Although there would be work to do in building the software—a website to allow people to choose the map area for their lampshade and then the back-end processing system to feed into production—this would be the simplest product to bring together.
It also lends itself well to local manufacturing and it would be interesting to pick at any issues arising from the mass-customisation side. There is also more flexibility in the materials used—would that let us better explore the sustainability or recycling angle?
The Ackers Bell
The last two product ideas both come from the company’s interest in alternative ways of bringing what is happening online out into the real world.
Broadly-speaking we can divide this into two categories: discrete notifications and awareness of continuous data.
The Ackers Bell (like Bubblino) is a connected device to help with the first category. It is a physical bell, which is struck whenever one of a pre-defined event occurs online—you make a new sale from your online store; gain a new follower on Twitter; your build system fails an automated test…
There is already one Ackers Bell out in the world. ScraperWiki commissioned the original a few years ago, and use it to let them know whenever they gain a new customer for PDF Tables.
The design aesthetic for the bell eschews plastic in favour of wood and brass, neatly side-stepping the complexity of plastic manufacturing. It should lend itself to smaller-scale production through techniques like CNC routing or laser-cutting.
Continuous Notification
Our final candidate addresses the second online-display-in-the-real-world category and shows the current value of a metric that changes over time. So, for example, your house’s current energy usage; or the number of people on your website; or the amount of coffee left in your Internet-connected coffee pot.
This is the least-well-formed product in the set. Although it’s a concept that has been knocking around the MCQN studio since 2010, of late I’ve been working on designs that aren’t just a simple dial. There are some sketched out, and I’ve done a fair bit of thinking about how we might go about building them, but nothing has been prototyped yet.
And the winner is…
There are good arguments for and against choosing any of the ideas above as the one we’re pursuing for the #indiemfg project. Regardless of which we select, there’s a good chance that the others will live to see the light of day, just not quite as quickly. If nothing else, what we learn as part of this project will make things easier for the next project, and the one after that.
So, the winner is…
dramatic pause
For what is only a six-month project, designing and developing a new Internet-of-Things device is an ambitious idea. Streetlamp would have been a more manageable product, but also wouldn’t have allowed us to dig into the thornier questions around electronics manufacture in the UK.

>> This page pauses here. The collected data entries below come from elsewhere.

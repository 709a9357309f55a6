use std::str::FromStr;
use std::time::Duration;

use reconic_common::models::target::Target;
use reconic_core::engine::Dispatcher;
use reconic_core::scanner::{self, DirectoryScanOptions};
use wiremock::matchers::{method, path};
use wiremock::{Mock, MockServer, ResponseTemplate};

fn options(concurrency: usize) -> DirectoryScanOptions {
    DirectoryScanOptions {
        concurrency,
        timeout: Duration::from_secs(5),
        canonical_timeout: Duration::from_secs(5),
    }
}

fn words(list: &[&str]) -> Vec<String> {
    list.iter().map(|w| w.to_string()).collect()
}

async fn mount(server: &MockServer, at: &str, response: ResponseTemplate) {
    Mock::given(method("GET"))
        .and(path(at))
        .respond_with(response)
        .mount(server)
        .await;
}

/// Only the two paths answering 200 are reported, whatever the window size.
#[tokio::test]
async fn found_directories_do_not_depend_on_concurrency() {
    let server = MockServer::start().await;
    mount(&server, "/admin", ResponseTemplate::new(200)).await;
    mount(&server, "/login", ResponseTemplate::new(200)).await;

    let target = Target::from_str(&server.uri()).unwrap();
    let wordlist = words(&["admin", "test", "login"]);
    let expected = vec![
        format!("{}/admin", server.uri()),
        format!("{}/login", server.uri()),
    ];

    for limit in [1, 2, 3, 64] {
        let scan = scanner::directory_scan(&target, &wordlist, &options(limit), &Dispatcher::new())
            .await
            .expect("directory scan should not fail");

        assert_eq!(scan.report.urls(), expected, "wrong hits with limit {limit}");
        assert_eq!(scan.report.probed(), 3, "every path must be probed once");
    }
}

#[tokio::test]
async fn redirects_count_only_inside_the_base() {
    let server = MockServer::start().await;
    let inside = format!("{}/new", server.uri());
    mount(
        &server,
        "/old",
        ResponseTemplate::new(301).insert_header("Location", inside.as_str()),
    )
    .await;
    mount(
        &server,
        "/away",
        ResponseTemplate::new(301).insert_header("Location", "https://elsewhere.example/away"),
    )
    .await;
    mount(
        &server,
        "/relative",
        ResponseTemplate::new(302).insert_header("Location", "/new"),
    )
    .await;

    let target = Target::from_str(&server.uri()).unwrap();
    let scan = scanner::directory_scan(
        &target,
        &words(&["old", "away", "relative"]),
        &options(4),
        &Dispatcher::new(),
    )
    .await
    .unwrap();

    assert_eq!(
        scan.report.urls(),
        vec![format!("{}/old", server.uri())],
        "only the in-base redirect is a hit"
    );
}

#[tokio::test]
async fn paths_are_probed_under_the_redirected_base() {
    let server = MockServer::start().await;
    let app = format!("{}/app/", server.uri());
    mount(
        &server,
        "/",
        ResponseTemplate::new(302).insert_header("Location", app.as_str()),
    )
    .await;
    mount(&server, "/app/", ResponseTemplate::new(200)).await;
    mount(&server, "/app/admin", ResponseTemplate::new(200)).await;
    mount(&server, "/admin", ResponseTemplate::new(200)).await;

    let target = Target::from_str(&format!("{}/", server.uri())).unwrap();
    let scan = scanner::directory_scan(&target, &words(&["/admin"]), &options(2), &Dispatcher::new())
        .await
        .unwrap();

    assert_eq!(scan.base.as_str(), format!("{}/app", server.uri()));
    assert_eq!(scan.base.redirected_from(), Some(server.uri().as_str()));
    assert_eq!(scan.report.urls(), vec![format!("{}/app/admin", server.uri())]);
}

#[tokio::test]
async fn unreachable_base_yields_empty_report() {
    let listener = std::net::TcpListener::bind("127.0.0.1:0").unwrap();
    let port = listener.local_addr().unwrap().port();
    drop(listener);

    let target = Target::from_str(&format!("http://127.0.0.1:{port}")).unwrap();
    let scan = scanner::directory_scan(&target, &words(&["admin"]), &options(2), &Dispatcher::new())
        .await
        .expect("an unreachable base is not an error");

    assert_eq!(scan.base.as_str(), format!("http://127.0.0.1:{port}"));
    assert!(scan.report.is_empty());
}
//! Newline-delimited wordlists.
//!
//! One entry per line, trimmed. Blank lines and `#` comments are skipped and
//! repeated entries are kept only once, in order of first appearance.

use std::collections::HashSet;
use std::path::Path;

use crate::error::{Result, ScanError};

pub const DEFAULT_DIRECTORIES: &str = include_str!("../data/directories.txt");
pub const DEFAULT_SUBDOMAINS: &str = include_str!("../data/subdomains.txt");

pub fn parse(contents: &str) -> Vec<String> {
    let mut seen: HashSet<&str> = HashSet::new();
    contents
        .lines()
        .map(str::trim)
        .filter(|line| !line.is_empty() && !line.starts_with('#'))
        .filter(|line| seen.insert(*line))
        .map(str::to_string)
        .collect()
}

pub fn load(path: &Path) -> Result<Vec<String>> {
    let contents: String = std::fs::read_to_string(path).map_err(|source| ScanError::Wordlist {
        path: path.to_path_buf(),
        source,
    })?;
    Ok(parse(&contents))
}

/// Loads `path` when given, otherwise parses the embedded `default`.
pub fn load_or(path: Option<&Path>, default: &str) -> Result<Vec<String>> {
    match path {
        Some(path) => load(path),
        None => Ok(parse(default)),
    }
}

// ╔════════════════════════════════════════════╗
// ║ ████████╗███████╗███████╗████████╗███████╗ ║
// ║ ╚══██╔══╝██╔════╝██╔════╝╚══██╔══╝██╔════╝ ║
// ║    ██║   █████╗  ███████╗   ██║   ███████╗ ║
// ║    ██║   ██╔══╝  ╚════██║   ██║   ╚════██║ ║
// ║    ██║   ███████╗███████║   ██║   ███████║ ║
// ║    ╚═╝   ╚══════╝╚══════╝   ╚═╝   ╚══════╝ ║
// ╚════════════════════════════════════════════╝
mod commands;
mod terminal;

use commands::subdomains::SubdomainArgs;
use commands::recon::ReconArgs;
use commands::{CommandLine, Commands, dirs, ports, recon, subdomains};
use reconic_common::config::Config;
use reconic_core::engine::StopSignal;
use terminal::{input, logging, print};

#[tokio::main]
async fn main() -> anyhow::Result<()> {
    let commands = CommandLine::parse_args();
    let cfg: Config = commands.config();

    logging::init_logging(&cfg);
    print::banner(&cfg);

    let stop: StopSignal = StopSignal::new();
    input::watch_ctrl_c(stop.clone());

    match commands.command {
        Commands::Ports {
            target,
            ports_file,
            tuning,
        } => {
            print::header("starting port scan", cfg.quiet);
            ports::ports(target, ports_file.as_deref(), &tuning, &stop, &cfg).await
        }
        Commands::Dirs {
            target,
            wordlist,
            tuning,
        } => {
            print::header("starting directory scan", cfg.quiet);
            dirs::dirs(target, wordlist.as_deref(), &tuning, &stop, &cfg).await
        }
        Commands::Subdomains {
            target,
            mode,
            wordlist,
            https,
            tuning,
        } => {
            print::header("starting subdomain scan", cfg.quiet);
            let args = SubdomainArgs {
                mode,
                wordlist: wordlist.as_deref(),
                https,
                tuning: &tuning,
            };
            subdomains::subdomains(target, args, &stop, &cfg).await
        }
        Commands::Recon {
            target,
            https,
            http: _,
            wordlist,
            ports_file,
            tuning,
        } => {
            print::header("starting recon", cfg.quiet);
            let args = ReconArgs {
                https,
                wordlist: wordlist.as_deref(),
                ports_file: ports_file.as_deref(),
                tuning: &tuning,
            };
            recon::recon(target, args, &stop, &cfg).await
        }
    }
}
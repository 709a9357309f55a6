//! # Port → Service Map
//!
//! A flat JSON document mapping port numbers to service names, e.g.
//! `{"22": "SSH", "443": "HTTPS"}`. Its keys are the work set of a port scan and
//! its values label the open ports that scan finds.

use std::collections::BTreeMap;
use std::path::Path;

use crate::error::{Result, ScanError};

const EMBEDDED_PORTS: &str = include_str!("../data/ports.json");
pub const UNKNOWN_SERVICE: &str = "Unknown";

#[derive(Clone, Debug, Default, PartialEq, Eq)]
pub struct PortServiceMap {
    services: BTreeMap<u16, String>,
}

impl PortServiceMap {
    /// The map shipped with the binary.
    pub fn embedded() -> Result<Self> {
        Self::from_json(EMBEDDED_PORTS)
    }

    pub fn from_file(path: &Path) -> Result<Self> {
        let contents: String = std::fs::read_to_string(path)
            .map_err(|e| ScanError::PortMap(format!("{}: {e}", path.display())))?;
        Self::from_json(&contents)
    }

    pub fn from_json(contents: &str) -> Result<Self> {
        let raw: BTreeMap<String, String> =
            serde_json::from_str(contents).map_err(|e| ScanError::PortMap(e.to_string()))?;

        let mut services: BTreeMap<u16, String> = BTreeMap::new();
        for (key, service) in raw {
            let port: u16 = match key.trim().parse::<u16>() {
                Ok(port) if port != 0 => port,
                _ => return Err(ScanError::PortMap(format!("'{key}' is not a valid port"))),
            };
            services.insert(port, service);
        }

        Ok(Self { services })
    }

    /// Service name for `port`, `"Unknown"` when the map has no entry.
    pub fn service(&self, port: u16) -> &str {
        self.services
            .get(&port)
            .map(String::as_str)
            .unwrap_or(UNKNOWN_SERVICE)
    }

    /// Ports in ascending order.
    pub fn ports(&self) -> impl Iterator<Item = u16> + '_ {
        self.services.keys().copied()
    }

    pub fn len(&self) -> usize {
        self.services.len()
    }

    pub fn is_empty(&self) -> bool {
        self.services.is_empty()
    }
}

impl FromIterator<(u16, String)> for PortServiceMap {
    fn from_iter<T: IntoIterator<Item = (u16, String)>>(iter: T) -> Self {
        Self {
            services: iter.into_iter().filter(|(port, _)| *port != 0).collect(),
        }
    }
}

// ╔════════════════════════════════════════════╗
// ║ ████████╗███████╗███████╗████████╗███████╗ ║
// ║ ╚══██╔══╝██╔════╝██╔════╝╚══██╔══╝██╔════╝ ║
// ║    ██║   █████╗  ███████╗   ██║   ███████╗ ║
// ║    ██║   ██╔══╝  ╚════██║   ██║   ╚════██║ ║
// ║    ██║   ███████╗███████║   ██║   ███████║ ║
// ║    ╚═╝   ╚══════╝╚══════╝   ╚═╝   ╚══════╝ ║
// ╚════════════════════════════════════════════╝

The Ackers Bell will let us tackle that and add some exploration of the housing/mechaincal manufacturing (without needing to solve the scale/funding issues of injection-moulding too!).
It was also the easiest to explain to people, which isn’t to be underestimated with something that is destined to be sold. And speaking of sales, just with talking to friends and people who happened to pass by my desk when I’ve been working on it, ther are already over half-a-dozen orders on the books.